--- Records supplied ---

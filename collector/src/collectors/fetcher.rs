use eyre::Result;
use reqwest::Client as HttpClient;
use std::{
    future::Future,
    pin::Pin,
    sync::Arc,
    time::Duration,
};
use url::Url;

/// Status and body of a plain-text HTTP response.
#[derive(Debug, Clone, PartialEq, Eq)]
pub struct TextResponse {
    pub status: u16,
    pub body: String,
}

impl TextResponse {
    /// A 200 with a non-empty body; anything else is retried.
    pub fn is_usable(&self) -> bool {
        self.status == 200 && !self.body.is_empty()
    }
}

/// Performs a single GET of a plain-text resource.
pub trait TextSource: Send + Sync {
    fn get<'a>(
        &'a self,
        url: &'a Url,
        timeout: Duration,
    ) -> Pin<Box<dyn Future<Output = Result<TextResponse>> + Send + 'a>>;
}

/// [`TextSource`] backed by a shared reqwest client.
#[derive(Debug, Clone, Default)]
pub struct HttpTextSource {
    http_client: HttpClient,
}

impl HttpTextSource {
    pub fn new(http_client: HttpClient) -> Self {
        Self { http_client }
    }
}

impl TextSource for HttpTextSource {
    fn get<'a>(
        &'a self,
        url: &'a Url,
        timeout: Duration,
    ) -> Pin<Box<dyn Future<Output = Result<TextResponse>> + Send + 'a>> {
        Box::pin(async move {
            let response = self.http_client.get(url.clone()).timeout(timeout).send().await?;
            let status = response.status().as_u16();
            let body = response.text().await?;
            Ok(TextResponse { status, body })
        })
    }
}

#[derive(Debug, Clone, Copy, PartialEq, Eq)]
pub struct RetryPolicy {
    pub max_attempts: u32,
    pub initial_backoff: Duration,
    pub multiplier: u32,
    pub timeout: Duration,
}

impl Default for RetryPolicy {
    fn default() -> Self {
        Self {
            max_attempts: 5,
            initial_backoff: Duration::from_secs(1),
            multiplier: 2,
            timeout: Duration::from_secs(5),
        }
    }
}

/// Fetches plain-text status reports that may not be ready yet on the
/// server side, backing off exponentially between attempts.
#[derive(Clone)]
pub struct RetryingFetcher {
    source: Arc<dyn TextSource>,
    policy: RetryPolicy,
}

impl RetryingFetcher {
    pub fn new(source: Arc<dyn TextSource>, policy: RetryPolicy) -> Self {
        Self { source, policy }
    }

    pub fn policy(&self) -> RetryPolicy {
        self.policy
    }

    /// Returns the first usable response, or `None` once every attempt has
    /// failed. Exhaustion is not an error.
    #[instrument(level = "debug", skip_all, fields(url = %url))]
    pub async fn fetch_with_retry(&self, url: &Url) -> Option<TextResponse> {
        let mut backoff = self.policy.initial_backoff;

        for attempt in 1..=self.policy.max_attempts {
            match self.source.get(url, self.policy.timeout).await {
                Ok(response) if response.is_usable() => {
                    debug!(attempt, status = response.status, text = %response.body, "Fetched report");
                    return Some(response);
                }
                Ok(response) => {
                    warn!(
                        attempt,
                        status = response.status,
                        empty = response.body.is_empty(),
                        "Report not ready"
                    );
                }
                Err(err) => {
                    warn!(attempt, error = %err, "Report request failed");
                }
            }

            tokio::time::sleep(backoff).await;
            backoff *= self.policy.multiplier;
        }

        warn!(attempts = self.policy.max_attempts, "Giving up on report");
        None
    }
}

#[cfg(test)]
pub(crate) mod tests {
    use super::*;
    use crate::test_server;
    use axum::{
        http::StatusCode,
        routing::get,
        Router,
    };
    use eyre::eyre;
    use pretty_assertions::assert_eq;
    use std::{
        collections::VecDeque,
        sync::Mutex,
    };
    use tokio::time::Instant;

    /// Replays canned responses and remembers when it was called.
    pub(crate) struct ScriptedSource {
        responses: Mutex<VecDeque<Result<TextResponse>>>,
        fallback: TextResponse,
        calls: Mutex<Vec<Instant>>,
        timeouts: Mutex<Vec<Duration>>,
    }

    impl ScriptedSource {
        pub(crate) fn new(responses: Vec<Result<TextResponse>>) -> Self {
            Self {
                responses: Mutex::new(responses.into()),
                fallback: response(404, ""),
                calls: Mutex::new(Vec::new()),
                timeouts: Mutex::new(Vec::new()),
            }
        }

        pub(crate) fn always(response: TextResponse) -> Self {
            Self {
                responses: Mutex::new(VecDeque::new()),
                fallback: response,
                calls: Mutex::new(Vec::new()),
                timeouts: Mutex::new(Vec::new()),
            }
        }

        pub(crate) fn calls(&self) -> Vec<Instant> {
            self.calls.lock().unwrap().clone()
        }

        pub(crate) fn timeouts(&self) -> Vec<Duration> {
            self.timeouts.lock().unwrap().clone()
        }
    }

    impl TextSource for ScriptedSource {
        fn get<'a>(
            &'a self,
            _url: &'a Url,
            timeout: Duration,
        ) -> Pin<Box<dyn Future<Output = Result<TextResponse>> + Send + 'a>> {
            self.calls.lock().unwrap().push(Instant::now());
            self.timeouts.lock().unwrap().push(timeout);
            let next = self
                .responses
                .lock()
                .unwrap()
                .pop_front()
                .unwrap_or_else(|| Ok(self.fallback.clone()));
            Box::pin(async move { next })
        }
    }

    pub(crate) fn response(status: u16, body: &str) -> TextResponse {
        TextResponse {
            status,
            body: body.to_string(),
        }
    }

    fn url() -> Url {
        Url::parse("http://status.example.org/free.txt").unwrap()
    }

    fn fetcher(source: &Arc<ScriptedSource>) -> RetryingFetcher {
        RetryingFetcher::new(source.clone(), RetryPolicy::default())
    }

    #[tokio::test(start_paused = true)]
    async fn returns_first_usable_response_without_sleeping() {
        let source = Arc::new(ScriptedSource::always(response(200, "this_is_fake_data")));
        let start = Instant::now();

        let fetched = fetcher(&source).fetch_with_retry(&url()).await;

        assert_eq!(fetched, Some(response(200, "this_is_fake_data")));
        assert_eq!(source.calls().len(), 1);
        assert_eq!(start.elapsed(), Duration::ZERO);
    }

    #[tokio::test(start_paused = true)]
    async fn empty_body_is_retried_until_exhausted() {
        let source = Arc::new(ScriptedSource::always(response(200, "")));
        let start = Instant::now();

        let fetched = fetcher(&source).fetch_with_retry(&url()).await;

        assert_eq!(fetched, None);
        assert_eq!(source.calls().len(), 5);
        assert_eq!(start.elapsed(), Duration::from_secs(1 + 2 + 4 + 8 + 16));
        assert_eq!(source.timeouts(), vec![Duration::from_secs(5); 5]);
    }

    #[tokio::test(start_paused = true)]
    async fn bad_status_is_retried_until_exhausted() {
        let source = Arc::new(ScriptedSource::always(response(400, "this_is_fake_data")));

        let fetched = fetcher(&source).fetch_with_retry(&url()).await;

        assert_eq!(fetched, None);
        assert_eq!(source.calls().len(), 5);
    }

    #[tokio::test(start_paused = true)]
    async fn backoff_doubles_between_attempts() {
        let source = Arc::new(ScriptedSource::new(vec![
            Ok(response(503, "")),
            Err(eyre!("connection reset")),
            Ok(response(200, "")),
            Ok(response(404, "not found")),
            Ok(response(200, "Mem: 1 2 3 4 5 6")),
        ]));

        let fetched = fetcher(&source).fetch_with_retry(&url()).await;
        assert_eq!(fetched, Some(response(200, "Mem: 1 2 3 4 5 6")));

        let calls = source.calls();
        let gaps: Vec<_> = calls.windows(2).map(|pair| pair[1] - pair[0]).collect();
        assert_eq!(
            gaps,
            vec![
                Duration::from_secs(1),
                Duration::from_secs(2),
                Duration::from_secs(4),
                Duration::from_secs(8),
            ]
        );
    }

    fn status_router() -> Router {
        Router::new()
            .route("/free.txt", get(|| async { "Mem: 1 2 3 4 5 6" }))
            .route("/missing.txt", get(|| async { (StatusCode::NOT_FOUND, "not found") }))
            .route(
                "/slow.txt",
                get(|| async {
                    tokio::time::sleep(Duration::from_secs(2)).await;
                    "too late"
                }),
            )
    }

    #[tokio::test]
    async fn http_source_returns_status_and_body() {
        let base_url = test_server::serve(status_router()).await;
        let source = HttpTextSource::new(HttpClient::new());

        let found = source
            .get(&base_url.join("free.txt").unwrap(), Duration::from_secs(5))
            .await
            .unwrap();
        assert_eq!(found, response(200, "Mem: 1 2 3 4 5 6"));
        assert!(found.is_usable());

        let missing = source
            .get(&base_url.join("missing.txt").unwrap(), Duration::from_secs(5))
            .await
            .unwrap();
        assert_eq!(missing, response(404, "not found"));
        assert!(!missing.is_usable());
    }

    #[tokio::test]
    async fn http_source_times_out() {
        let base_url = test_server::serve(status_router()).await;
        let source = HttpTextSource::new(HttpClient::new());

        let result = source
            .get(&base_url.join("slow.txt").unwrap(), Duration::from_millis(100))
            .await;

        assert!(result.is_err());
    }

    #[tokio::test]
    async fn timed_out_attempts_are_retried_then_given_up() {
        let base_url = test_server::serve(status_router()).await;
        let policy = RetryPolicy {
            max_attempts: 2,
            initial_backoff: Duration::from_millis(10),
            multiplier: 2,
            timeout: Duration::from_millis(100),
        };
        let fetcher = RetryingFetcher::new(Arc::new(HttpTextSource::new(HttpClient::new())), policy);

        let fetched = fetcher.fetch_with_retry(&base_url.join("slow.txt").unwrap()).await;

        assert_eq!(fetched, None);
    }
}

---

- [Exercise requirements] Gather all lines with the string "elapsed" from the data.

- [Output below]
        assert_eq!(start.elapsed(), Duration::ZERO);
        assert_eq!(start.elapsed(), Duration::from_secs(1 + 2 + 4 + 8 + 16));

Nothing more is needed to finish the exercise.